Il 2 febbraio, quando Jorge Waldhuter ha cercato di caricare un SIMI, non ha potuto: «Sono stato bloccato a causa dell'incapacità economica». 28 anni fa, ha creato il distributore Waldhuter, che ora gestisce con la sua famiglia ed è uno dei più importanti del paese quando si tratta di libri. Tutti si preparano al grande ritorno del «più importante evento culturale dell'anno», la Fiera del Libro: dal 28 aprile al 16 maggio a La Rural, che non ha potuto tenersi negli ultimi due anni a causa della pandemia. Per ampliare la sua offerta, ha ordinato di importare libri, ma il CEF (Financial Economic Capacity) gli ha impedito di farlo. «L'AFIP dice che non abbiamo soldi per importare o pagare», spiega.

Il mese scorso, l'AFIP ha introdotto nuovi parametri e apportato modifiche. Di fronte alla confusione, molte aziende di diversi settori si sono lamentate.

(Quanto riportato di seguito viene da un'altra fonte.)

use criterion::{criterion_group, criterion_main, BenchmarkId, Criterion, Throughput};
use mzspeclib::index::IndexedLibrary;
use mzspeclib::json;
use mzspeclib::text::{TextReader, TextWriter};
use std::fmt::Write as _;
use std::io::Cursor;
use tempfile::TempDir;

/// Generate a synthetic text library
fn generate_text_library(num_spectra: usize, peaks_per_spectrum: usize) -> String {
    let mut content = String::from(
        "<mzSpecLib>\n\
         MS:1003186|library format version=1.0\n\
         MS:1003188|library name=bench\n\
         <AttributeSet Spectrum=all>\n\
         MS:1003065|spectrum aggregation type=MS:1003066|singleton spectrum\n\n",
    );
    for i in 0..num_spectra {
        let charge = 2 + i % 3;
        let _ = write!(
            content,
            "<Spectrum={key}>\n\
             MS:1003061|library spectrum name=PEPTIDE{i}/{charge}\n\
             MS:1003208|experimental precursor monoisotopic m/z={mz:.4}\n\
             MS:1000041|charge state={charge}\n\
             [1]MS:1000894|retention time={rt:.2}\n\
             [1]UO:0000000|unit=UO:0000010|second\n\
             <Analyte=1>\n\
             MS:1003270|proforma peptidoform ion notation=PEPTIDE{i}/{charge}\n\
             <Peaks>\n",
            key = i + 1,
            i = i,
            charge = charge,
            mz = 400.0 + i as f64 * 0.37,
            rt = i as f64 * 0.5,
        );
        for j in 0..peaks_per_spectrum {
            let _ = writeln!(
                content,
                "{:.4}\t{:.1}\ty{}/{:.1}ppm",
                150.0 + j as f64 * 7.25,
                1000.0 + (j * 37 % 500) as f64,
                j + 1,
                (j % 7) as f64 - 3.0
            );
        }
        content.push('\n');
    }
    content
}

/// Benchmark streaming text parsing
fn bench_text_parsing(c: &mut Criterion) {
    let mut group = c.benchmark_group("text_parsing");

    for num_spectra in [100, 1000] {
        let peaks_per_spectrum = 50;
        let content = generate_text_library(num_spectra, peaks_per_spectrum);

        group.throughput(Throughput::Bytes(content.len() as u64));
        group.bench_with_input(
            BenchmarkId::from_parameter(format!("{}spectra_{}peaks", num_spectra, peaks_per_spectrum)),
            &content,
            |b, content| {
                b.iter(|| {
                    let reader = TextReader::new(Cursor::new(content.as_bytes())).unwrap();
                    let count = reader.spectra().filter(|s| s.is_ok()).count();
                    assert_eq!(count, num_spectra);
                });
            },
        );
    }

    group.finish();
}

/// Benchmark text to JSON conversion of a parsed library
fn bench_json_roundtrip(c: &mut Criterion) {
    let mut group = c.benchmark_group("json_roundtrip");
    let content = generate_text_library(500, 50);
    let library = TextReader::new(Cursor::new(content.as_bytes()))
        .unwrap()
        .read_library()
        .unwrap();

    group.bench_function("write_json", |b| {
        b.iter(|| {
            let mut out = Vec::new();
            json::write_library(&mut out, &library, false).unwrap();
            out
        });
    });

    let mut encoded = Vec::new();
    json::write_library(&mut encoded, &library, false).unwrap();
    group.bench_function("read_json", |b| {
        b.iter(|| json::read_library(Cursor::new(&encoded)).unwrap());
    });

    group.bench_function("write_text", |b| {
        b.iter(|| {
            let mut writer = TextWriter::new(Vec::new());
            writer.write_library(&library).unwrap();
            writer.finish().unwrap()
        });
    });

    group.finish();
}

/// Benchmark point lookups through a built index
fn bench_indexed_lookup(c: &mut Criterion) {
    let mut group = c.benchmark_group("indexed_lookup");
    let temp_dir = TempDir::new().unwrap();
    let path = temp_dir.path().join("bench.mzlib.txt");
    std::fs::write(&path, generate_text_library(2000, 50)).unwrap();
    let library = IndexedLibrary::open(&path).unwrap();

    group.bench_function("get_spectrum", |b| {
        let mut key = 0u64;
        b.iter(|| {
            key = key % 2000 + 1;
            library.get_spectrum(key).unwrap()
        });
    });

    group.finish();
}

criterion_group!(
    benches,
    bench_text_parsing,
    bench_json_roundtrip,
    bench_indexed_lookup
);
criterion_main!(benches);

Un mese fa, in dialogo con Infobae, il presidente della Camera di commercio argentina Natalio Grinman ha affermato che «questo situazione è particolarmente gravosa per le nuove società senza precedenti di pagamenti esteri o operazioni commerciali internazionali» e ha chiesto una maggiore tracciabilità e meccanismi più flessibili per la formazione del CEF. L'obiettivo del governo, si capisce, è controllare i cambi e che, in assenza di riserve, i dollari rimangano qui.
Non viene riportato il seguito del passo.